Prayer is the life-blood of relationship with God. The Global Church, both protestant and Catholic, venerate prayer in their traditions. If can be forgiven of their sins, if they confess to God, done through prayer. Ideally prayer is meant to connect people with God, in addition to serving as an avenue for thoughtful reflection of and submission to God. Unfortunately, in modern day church’s prayer becomes more often than naught a medium for the promotion of one’s own agendas and more about the individual praying than those prayed for. Rather than seek out God’s will, people often assume their feelings dictate what God wants them to pray for. In this way people are enabled to push forth their own individual agenda’s without intentionally first connecting to God. The Muslim practice of Sujud, or prostration, is built into their liturgy. This posture both reflects humility and thanksgiving to the Muslim. Sujud practically affects people in many ways. The modern American Church needs to reclaim the humble origins of the practice of prayer. I posit that the Islamic practice of Sujud is commensurable with Christian thought and practice.

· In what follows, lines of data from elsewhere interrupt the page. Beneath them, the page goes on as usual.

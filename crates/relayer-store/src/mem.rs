// Copyright 2022 Webb Technologies Inc.
//
// Licensed under the Apache License, Version 2.0 (the "License");
// you may not use this file except in compliance with the License.
// You may obtain a copy of the License at
//
// http://www.apache.org/licenses/LICENSE-2.0
//
// Unless required by applicable law or agreed to in writing, software
// distributed under the License is distributed on an "AS IS" BASIS,
// WITHOUT WARRANTIES OR CONDITIONS OF ANY KIND, either express or implied.
// See the License for the specific language governing permissions and
// limitations under the License.

use std::collections::{BTreeMap, HashMap};
use std::sync::Arc;

use ethers::types::Address;
use parking_lot::RwLock;
use trackless_relayer_types::address::checksummed;
use trackless_relayer_types::Eid;
use trackless_relayer_utils::Error;

use super::{
    content_id_of, BlobStore, NewReport, RelayState, Report, ReportStore,
    INTERRUPTED_REASON,
};

#[derive(Default)]
struct Reports {
    next_id: u64,
    by_pair: HashMap<(Eid, Address), u64>,
    by_id: BTreeMap<u64, Report>,
    relay_states: HashMap<u64, RelayState>,
}

/// InMemoryStore is a store that keeps reports and payloads in memory.
///
/// Every report write holds the same write lock, which makes the duplicate
/// check and the insert a single step.
#[derive(Clone, Default)]
pub struct InMemoryStore {
    reports: Arc<RwLock<Reports>>,
    blobs: Arc<RwLock<HashMap<String, Vec<u8>>>>,
}

impl std::fmt::Debug for InMemoryStore {
    fn fmt(&self, f: &mut std::fmt::Formatter<'_>) -> std::fmt::Result {
        f.debug_struct("InMemoryStore").finish()
    }
}

impl ReportStore for InMemoryStore {
    #[tracing::instrument(skip(self))]
    fn report_exists(
        &self,
        eid: &Eid,
        scanner: &Address,
    ) -> crate::Result<bool> {
        let guard = self.reports.read();
        Ok(guard.by_pair.contains_key(&(*eid, *scanner)))
    }

    #[tracing::instrument(skip(self))]
    fn find_report(
        &self,
        eid: &Eid,
        scanner: &Address,
    ) -> crate::Result<Option<Report>> {
        let guard = self.reports.read();
        let report = guard
            .by_pair
            .get(&(*eid, *scanner))
            .and_then(|id| guard.by_id.get(id))
            .cloned();
        Ok(report)
    }

    #[tracing::instrument(skip(self))]
    fn insert_report(&self, report: NewReport) -> crate::Result<Report> {
        let mut guard = self.reports.write();
        let pair = (report.eid, report.scanner);
        if guard.by_pair.contains_key(&pair) {
            return Err(Error::DuplicateReport {
                eid: report.eid.to_string(),
                scanner: checksummed(&report.scanner),
            });
        }
        guard.next_id += 1;
        let id = guard.next_id;
        let stored = Report::from_new(id, report);
        guard.by_pair.insert(pair, id);
        guard.by_id.insert(id, stored.clone());
        guard.relay_states.insert(id, RelayState::Pending);
        Ok(stored)
    }

    #[tracing::instrument(skip(self))]
    fn reports_by_eid(&self, eid: &Eid) -> crate::Result<Vec<Report>> {
        let guard = self.reports.read();
        let reports = guard
            .by_id
            .values()
            .filter(|r| r.eid == *eid)
            .cloned()
            .collect();
        Ok(reports)
    }

    #[tracing::instrument(skip(self))]
    fn get_report(&self, id: u64) -> crate::Result<Option<Report>> {
        Ok(self.reports.read().by_id.get(&id).cloned())
    }

    #[tracing::instrument(skip(self))]
    fn relay_state(&self, id: u64) -> crate::Result<Option<RelayState>> {
        Ok(self.reports.read().relay_states.get(&id).cloned())
    }

    #[tracing::instrument(skip(self))]
    fn set_relay_state(&self, id: u64, state: RelayState) -> crate::Result<()> {
        let mut guard = self.reports.write();
        if !guard.by_id.contains_key(&id) {
            return Err(Error::ReportNotFound(id));
        }
        guard.relay_states.insert(id, state);
        Ok(())
    }

    #[tracing::instrument(skip(self))]
    fn claim_relay(&self, id: u64) -> crate::Result<bool> {
        let mut guard = self.reports.write();
        match guard.relay_states.get_mut(&id) {
            Some(state) if state.is_retryable() => {
                *state = RelayState::Pending;
                Ok(true)
            }
            Some(_) => Ok(false),
            None => Err(Error::ReportNotFound(id)),
        }
    }

    #[tracing::instrument(skip(self))]
    fn recover_interrupted(&self) -> crate::Result<usize> {
        let mut guard = self.reports.write();
        let mut recovered = 0;
        for state in guard.relay_states.values_mut() {
            if *state == RelayState::Pending {
                *state = RelayState::Failed {
                    reason: String::from(INTERRUPTED_REASON),
                };
                recovered += 1;
            }
        }
        Ok(recovered)
    }
}

impl BlobStore for InMemoryStore {
    #[tracing::instrument(skip_all, fields(len = payload.len()))]
    fn put_blob(&self, payload: &[u8]) -> crate::Result<String> {
        let content_id = content_id_of(payload);
        self.blobs
            .write()
            .entry(content_id.clone())
            .or_insert_with(|| payload.to_vec());
        Ok(content_id)
    }

    #[tracing::instrument(skip(self))]
    fn get_blob(&self, content_id: &str) -> crate::Result<Option<Vec<u8>>> {
        Ok(self.blobs.read().get(content_id).cloned())
    }
}
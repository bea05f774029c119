// Copyright 2022 Webb Technologies Inc.
//
// Licensed under the Apache License, Version 2.0 (the "License");
// you may not use this file except in compliance with the License.
// You may obtain a copy of the License at
//
// http://www.apache.org/licenses/LICENSE-2.0
//
// Unless required by applicable law or agreed to in writing, software
// distributed under the License is distributed on an "AS IS" BASIS,
// WITHOUT WARRANTIES OR CONDITIONS OF ANY KIND, either express or implied.
// See the License for the specific language governing permissions and
// limitations under the License.

//! # Relayer Store Module 🕸️
//!
//! A module for managing the storage of the relayer.
//!
//! ## Overview
//!
//! The relayer store keeps the metadata of every accepted scan report, the
//! relay state of its on-chain transaction, and the encrypted payloads
//! uploaded by scanners.
//!
use std::fmt::Debug;

use ethers::types::{Address, TxHash};
use serde::{Deserialize, Serialize};
use trackless_relayer_types::Eid;
use trackless_relayer_utils::Result;

/// A module for managing in-memory storage of the relayer.
pub mod mem;
/// A module for setting up and managing a [Sled](https://sled.rs)-based database.
#[cfg(feature = "sled")]
pub mod sled;

/// A store that uses [`sled`](https://sled.rs) as the backend.
#[cfg(feature = "sled")]
pub use self::sled::SledStore;
/// A store that uses in memory data structures as the backend.
pub use mem::InMemoryStore;

/// Prefix of every content id handed out by the blob store.
pub const CONTENT_ID_PREFIX: &str = "QmTrackless_";

/// Reason recorded for relays interrupted by a restart.
pub const INTERRUPTED_REASON: &str = "relay interrupted by a relayer restart";

/// A report that passed validation and is about to be stored.
#[derive(Debug, Clone, PartialEq, Eq)]
pub struct NewReport {
    /// The reported tracker.
    pub eid: Eid,
    /// The scanner that saw the tracker.
    pub scanner: Address,
    /// Content id of the encrypted location payload.
    pub content_id: String,
    /// Timestamp of the latest chain block when the report was accepted.
    pub submitted_at: u64,
}

/// A stored scan report. Never mutated and never deleted.
#[derive(Debug, Clone, PartialEq, Eq, Serialize, Deserialize)]
pub struct Report {
    /// Monotonic id, in submission order.
    pub id: u64,
    /// The reported tracker.
    pub eid: Eid,
    /// The scanner that saw the tracker.
    pub scanner: Address,
    /// Content id of the encrypted location payload.
    pub content_id: String,
    /// Timestamp of the latest chain block when the report was accepted.
    pub submitted_at: u64,
}

impl Report {
    /// Builds the stored form of `report` under `id`.
    pub fn from_new(id: u64, report: NewReport) -> Self {
        Self {
            id,
            eid: report.eid,
            scanner: report.scanner,
            content_id: report.content_id,
            submitted_at: report.submitted_at,
        }
    }
}

/// The state of the relay transaction of a report.
#[derive(Debug, Clone, PartialEq, Eq, Serialize, Deserialize)]
#[serde(tag = "status", rename_all = "snake_case")]
pub enum RelayState {
    /// The report is stored and its relay is in flight.
    Pending,
    /// The relay transaction was broadcast.
    Relayed {
        /// Hash of the broadcast transaction.
        tx_hash: TxHash,
    },
    /// The relay failed, the report may be relayed again.
    Failed {
        /// Why the relay failed, safe to show to clients.
        reason: String,
    },
}

impl RelayState {
    /// Whether the relay of this report can be attempted again.
    pub fn is_retryable(&self) -> bool {
        matches!(self, Self::Failed { .. })
    }
}

/// ReportStore is a simple trait for storing and retrieving scan reports and
/// the relay state of each of them.
pub trait ReportStore: Clone + Send + Sync + Debug {
    /// Whether a report for `(eid, scanner)` exists.
    fn report_exists(&self, eid: &Eid, scanner: &Address) -> Result<bool>;
    /// The report for `(eid, scanner)`, if any.
    fn find_report(
        &self,
        eid: &Eid,
        scanner: &Address,
    ) -> Result<Option<Report>>;
    /// Stores `report` with the relay state [`RelayState::Pending`].
    ///
    /// The uniqueness check on `(eid, scanner)` and the insert are one atomic
    /// step. Fails with `Error::DuplicateReport` when the pair exists.
    fn insert_report(&self, report: NewReport) -> Result<Report>;
    /// All reports for `eid`, in submission order.
    fn reports_by_eid(&self, eid: &Eid) -> Result<Vec<Report>>;
    /// The report with the given id.
    fn get_report(&self, id: u64) -> Result<Option<Report>>;
    /// The relay state of the report with the given id.
    fn relay_state(&self, id: u64) -> Result<Option<RelayState>>;
    /// Overwrites the relay state of the report with the given id.
    fn set_relay_state(&self, id: u64, state: RelayState) -> Result<()>;
    /// Atomically moves a `Failed` relay back to `Pending`.
    ///
    /// Returns `false` when the relay is not `Failed`, for example because a
    /// concurrent retry claimed it first.
    fn claim_relay(&self, id: u64) -> Result<bool>;
    /// Marks every `Pending` relay as `Failed`, returning how many were
    /// changed. Only meant to run at startup, before serving requests.
    fn recover_interrupted(&self) -> Result<usize>;
}

/// BlobStore is a content addressed store for the encrypted payloads.
pub trait BlobStore: Clone + Send + Sync + Debug {
    /// Stores `payload`, returning its content id. Storing the same payload
    /// twice returns the same id.
    fn put_blob(&self, payload: &[u8]) -> Result<String>;
    /// The payload stored under `content_id`.
    fn get_blob(&self, content_id: &str) -> Result<Option<Vec<u8>>>;
}

/// Content id of `payload`, the keccak256 of its bytes.
pub fn content_id_of(payload: &[u8]) -> String {
    let hash = ethers::utils::keccak256(payload);
    format!("{CONTENT_ID_PREFIX}{}", hex::encode(hash))
}

#[cfg(test)]
mod tests {
    use super::*;

    #[test]
    fn relay_state_is_tagged_by_status() {
        let state = RelayState::Failed {
            reason: String::from("boom"),
        };
        let json = serde_json::to_value(&state).unwrap();
        assert_eq!(json, serde_json::json!({"status": "failed", "reason": "boom"}));
        assert!(state.is_retryable());
        assert!(!RelayState::Pending.is_retryable());
    }

    #[test]
    fn content_id_is_stable() {
        let a = content_id_of(b"U2FsdGVkX1+encrypted");
        let b = content_id_of(b"U2FsdGVkX1+encrypted");
        let c = content_id_of(b"U2FsdGVkX1+other");
        assert_eq!(a, b);
        assert_ne!(a, c);
        assert!(a.starts_with(CONTENT_ID_PREFIX));
        assert_eq!(a.len(), CONTENT_ID_PREFIX.len() + 64);
    }
}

Islamic Sujud is practiced consistently throughout the global Muslim community, both during times of ritual prayer (salat) and as an act of person devotion. According to Muslim tradition, when the angel Gabriel told the Prophet Mohammed of “a particular favour which God had bestowed on him, the prophet prostrated himself in thanks” (Totillo, 1988, p. 309). Mohammed is also have said to prostrated himself before God in thanks, on the road to Medina in act of intercession, after encountering a dwarf, and after coming into contact with a disfigured man, and after learning of military success. Additionally, Mohammed’s wife, Zaynab, is said to have “fell…prostrate to thank God” for “permitting her to marry [him]” (Totillo, 1988, p. 310). Considering the circumstances surrounding ancient Sujud, it is often referred to as Sujud-al-shukr, “literally, the thanksgiving prostration” (Totillo, 1988, p. 309). This is practiced as a “voluntary act of devotion consisting of a prostration performed by the believer when he wants to thank God for some blessing” (Totillo, 1988, p. 309). Although Sujud-shukr is practiced during salat in Islam, it itself is cemented throughout history as an act of personal devotion to God. In imitation of Mohammed a nd the prophets, Muslims practice Sujud during salat.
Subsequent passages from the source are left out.